• TASK DIRECTIONS: Return, from the data that follows, each line that holds the word "WorkflowGraph".

• MATERIAL SUPPLIED:
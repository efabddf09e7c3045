//! # Stagegate Access
//!
//! The stage-gated workflow access resolver: decides, for a member, a module
//! and optionally an entity, whether the member may act, using an editable
//! workflow graph instead of a fixed role table.
//!
//! ## Overview
//!
//! The stagegate-access crate handles:
//! - **Resolution**: Pure mapping of (role, workflow, module, stage?) to a decision
//! - **Decisions**: `can_view`, an optional permission record, and a status
//!   separating "denied" from "not loaded yet"
//! - **Configuration**: Sentinel roles, gap policy and workflow name from the environment
//! - **Stores**: Traits for the role registry, workflow store and entity store
//! - **Checking**: Concurrent fetching of inputs followed by resolution
//!
//! ## Architecture
//!
//! ```text
//! RoleRegistry ─┐
//! WorkflowStore ┼─► AccessChecker ─► PolicyResolver::resolve ─► AccessDecision
//! EntityStore  ─┘     (tokio::join!)     (pure, sync)            { can_view, permissions, status }
//! ```
//!
//! ## Usage
//!
//! ```rust
//! use stagegate_access::{resolve, DecisionStatus, Member};
//! use stagegate_graph::{StageNode, WorkflowGraph};
//!
//! let graph = WorkflowGraph::new("projects")
//!     .with_node(StageNode::new("talent").with_roles(["Recruiter"]));
//!
//! // Module-global check
//! let recruiter = Member::new("u-1", "Recruiter");
//! let decision = resolve(Some(&recruiter), Some(&graph), "talent", None).unwrap();
//! assert!(decision.can_view);
//! assert!(decision.permissions.is_none());
//!
//! // Workflow still loading
//! let decision = resolve(Some(&recruiter), None, "talent", None).unwrap();
//! assert_eq!(decision.status, DecisionStatus::Unavailable);
//!
//! // Missing module type is a caller bug, not a denial
//! assert!(resolve(Some(&recruiter), Some(&graph), "", None).is_err());
//! ```
//!
//! ## Stage Transitions
//!
//! The resolver never changes entity state and does not check whether a
//! transition is legal. Callers gate transitions on
//! [`StageAction::MoveStage`](stagegate_rbac::StageAction::MoveStage) via
//! [`AccessDecision::allows`].

pub mod checker;
pub mod config;
pub mod decision;
pub mod error;
pub mod resolver;
pub mod store;

// Re-export main types
pub use checker::{AccessChecker, AccessQuery};
pub use config::{ConfigError, GapPolicy, ResolverConfig};
pub use decision::{AccessDecision, AccessRequest, AccessResponse, DecisionBasis, DecisionStatus};
pub use error::{ResolveError, ResolveResult};
pub use resolver::{resolve, PolicyResolver};
pub use store::{
    Entity, EntityStore, Member, MemoryEntityStore, MemoryRoleRegistry, MemoryWorkflowStore,
    RoleRegistry, StoreError, StoreResult, WorkflowStore,
};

• OUTPUT FOR THIS TASK:
//! use stagegate_graph::{StageNode, WorkflowGraph};
//! let graph = WorkflowGraph::new("projects")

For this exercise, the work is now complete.